> [ACTIVITY]: Only the lines of the data holding the string "styled" need to be returned.

[Data records]
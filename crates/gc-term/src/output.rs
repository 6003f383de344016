// SPDX-License-Identifier: MIT
//
// Frame output.
//
// Every paint rewrites the whole face: there is no diff against the
// previous frame. What keeps that cheap is the `Pen`, which remembers the
// cursor position, colors and attributes it last emitted and writes an
// escape only when the next cell needs a different one. A face is mostly
// long runs of one background, so the typical cell costs a single byte.
//
// A frame is encoded into one byte vector, wrapped in a synchronized
// update, and handed to the terminal in a single write.

use std::io::{self, Write};

use crate::ansi;
use crate::buffer::FrameBuffer;
use crate::cell::{Attr, Cell};
use crate::color::CellColor;

const FRAME_CAPACITY: usize = 16 * 1024;

// ─── Pen ─────────────────────────────────────────────────────────────────────

/// Terminal state as of the last byte written.
#[derive(Debug, Default)]
struct Pen {
    /// Where the next printed character will land without a cursor move.
    next: Option<(u16, u16)>,
    fg: Option<CellColor>,
    bg: Option<CellColor>,
    attrs: Attr,
}

impl Pen {
    fn put(&mut self, out: &mut Vec<u8>, x: u16, y: u16, cell: &Cell) {
        // The right half of a wide character that was just printed.
        if cell.is_continuation() && self.next == Some((x, y)) && x > 0 {
            self.next = Some((x.saturating_add(1), y));
            return;
        }
        if self.next != Some((x, y)) {
            ansi::cursor_to(out, x, y).ok();
        }
        self.style(out, cell);

        let ch = cell.character().unwrap_or(' ');
        let mut utf8 = [0u8; 4];
        out.extend_from_slice(ch.encode_utf8(&mut utf8).as_bytes());
        // A wide character leaves the terminal cursor two columns on; its
        // placeholder cell accounts for the second.
        self.next = Some((x.saturating_add(1), y));
    }

    fn style(&mut self, out: &mut Vec<u8>, cell: &Cell) {
        if cell.attrs != self.attrs {
            if !self.attrs.is_empty() {
                // Attributes are only switched off by a full reset.
                out.extend_from_slice(ansi::RESET);
                self.fg = None;
                self.bg = None;
            }
            ansi::attrs(out, cell.attrs).ok();
            self.attrs = cell.attrs;
        }
        if self.fg != Some(cell.fg) {
            ansi::fg(out, cell.fg).ok();
            self.fg = Some(cell.fg);
        }
        if self.bg != Some(cell.bg) {
            ansi::bg(out, cell.bg).ok();
            self.bg = Some(cell.bg);
        }
    }
}

// ─── FrameWriter ─────────────────────────────────────────────────────────────

/// Encodes whole frames and writes them to the terminal.
pub struct FrameWriter {
    bytes: Vec<u8>,
}

impl FrameWriter {
    #[must_use]
    pub fn new() -> Self {
        Self {
            bytes: Vec::with_capacity(FRAME_CAPACITY),
        }
    }

    /// Encode `frame` without writing it. `cursor` is where the terminal
    /// cursor is shown afterwards; `None` keeps it hidden.
    pub fn encode(&mut self, frame: &FrameBuffer, cursor: Option<(u16, u16)>) {
        self.bytes.clear();
        self.bytes.extend_from_slice(ansi::SYNC_BEGIN);
        self.bytes.extend_from_slice(ansi::CURSOR_HIDE);

        let mut pen = Pen::default();
        for (x, y, cell) in frame.iter() {
            pen.put(&mut self.bytes, x, y, cell);
        }

        self.bytes.extend_from_slice(ansi::RESET);
        if let Some((x, y)) = cursor {
            ansi::cursor_to(&mut self.bytes, x, y).ok();
            self.bytes.extend_from_slice(ansi::CURSOR_SHOW);
        }
        self.bytes.extend_from_slice(ansi::SYNC_END);
    }

    /// Encode `frame` and write it to stdout.
    ///
    /// # Errors
    ///
    /// Returns an error if writing to stdout fails.
    pub fn render(&mut self, frame: &FrameBuffer, cursor: Option<(u16, u16)>) -> io::Result<()> {
        self.render_to(&mut io::stdout().lock(), frame, cursor)
    }

    /// Encode `frame` and write it to `w` in one call.
    ///
    /// # Errors
    ///
    /// Returns an error if writing to `w` fails.
    pub fn render_to(
        &mut self,
        w: &mut impl Write,
        frame: &FrameBuffer,
        cursor: Option<(u16, u16)>,
    ) -> io::Result<()> {
        self.encode(frame, cursor);
        w.write_all(&self.bytes)?;
        w.flush()
    }

    /// Bytes of the last encoded frame.
    #[must_use]
    pub fn pending(&self) -> &[u8] {
        &self.bytes
    }
}

impl Default for FrameWriter {
    fn default() -> Self {
        Self::new()
    }
}

// ─── Tests ───────────────────────────────────────────────────────────────────

#[cfg(test)]
mod tests {
    use super::*;
    use pretty_assertions::assert_eq;

    fn pen_output(cells: &[(u16, u16, Cell)]) -> String {
        let mut pen = Pen::default();
        let mut out = Vec::new();
        for (x, y, cell) in cells {
            pen.put(&mut out, *x, *y, cell);
        }
        String::from_utf8(out).unwrap()
    }

    fn encoded(frame: &FrameBuffer, cursor: Option<(u16, u16)>) -> String {
        let mut fw = FrameWriter::new();
        fw.encode(frame, cursor);
        String::from_utf8(fw.pending().to_vec()).unwrap()
    }

    #[test]
    fn runs_of_one_style_cost_one_byte_per_cell() {
        let cell = Cell::styled('#', CellColor::Rgb(1, 1, 1), CellColor::Rgb(2, 2, 2));
        assert_eq!(
            pen_output(&[(0, 0, cell), (1, 0, cell), (2, 0, cell)]),
            "\x1b[1;1H\x1b[38;2;1;1;1m\x1b[48;2;2;2;2m###"
        );
    }

    #[test]
    fn only_the_changed_color_is_emitted() {
        let bg = CellColor::Rgb(0, 0, 0);
        let out = pen_output(&[
            (0, 0, Cell::styled('a', CellColor::Rgb(9, 9, 9), bg)),
            (1, 0, Cell::styled('b', CellColor::Rgb(8, 8, 8), bg)),
        ]);
        assert!(out.ends_with("a\x1b[38;2;8;8;8mb"));
    }

    #[test]
    fn row_change_moves_cursor() {
        let out = pen_output(&[(0, 0, Cell::EMPTY), (0, 1, Cell::EMPTY)]);
        assert!(out.ends_with(" \x1b[2;1H "));
    }

    #[test]
    fn wide_char_placeholder_is_skipped() {
        let wide = pen_output(&[(0, 0, Cell::new('日'))]);
        let with_placeholder = pen_output(&[
            (0, 0, Cell::new('日')),
            (1, 0, Cell::continuation(CellColor::Default, CellColor::Default)),
        ]);
        assert_eq!(wide, with_placeholder);
    }

    #[test]
    fn dropping_attrs_resets_and_restores_colors() {
        let out = pen_output(&[
            (0, 0, Cell::new('!').with_attrs(Attr::BOLD)),
            (1, 0, Cell::new('b')),
        ]);
        assert!(out.ends_with("!\x1b[0m\x1b[39m\x1b[49mb"));
    }

    #[test]
    fn frame_is_wrapped_in_sync() {
        let mut frame = FrameBuffer::new(3, 2);
        frame.print(0, 0, "12:", CellColor::Default, CellColor::Default);
        frame.print(0, 1, "34 ", CellColor::Default, CellColor::Default);
        let s = encoded(&frame, None);
        assert!(s.starts_with("\x1b[?2026h\x1b[?25l"));
        assert!(s.contains("12:\x1b[2;1H34 "));
        assert!(s.ends_with("\x1b[0m\x1b[?2026l"));
    }

    #[test]
    fn identical_frames_encode_identically() {
        let frame = FrameBuffer::filled(2, 1, Cell::new('z'));
        let mut fw = FrameWriter::new();
        let mut first = Vec::new();
        let mut second = Vec::new();
        fw.render_to(&mut first, &frame, None).unwrap();
        fw.render_to(&mut second, &frame, None).unwrap();
        assert_eq!(first, second);
    }

    #[test]
    fn cursor_is_shown_where_requested() {
        let s = encoded(&FrameBuffer::new(4, 2), Some((2, 1)));
        assert!(s.ends_with("\x1b[2;3H\x1b[?25h\x1b[?2026l"));
    }
}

> [TASK ANSWER]:
        let cell = Cell::styled('#', CellColor::Rgb(1, 1, 1), CellColor::Rgb(2, 2, 2));
            (0, 0, Cell::styled('a', CellColor::Rgb(9, 9, 9), bg)),
            (1, 0, Cell::styled('b', CellColor::Rgb(8, 8, 8), bg)),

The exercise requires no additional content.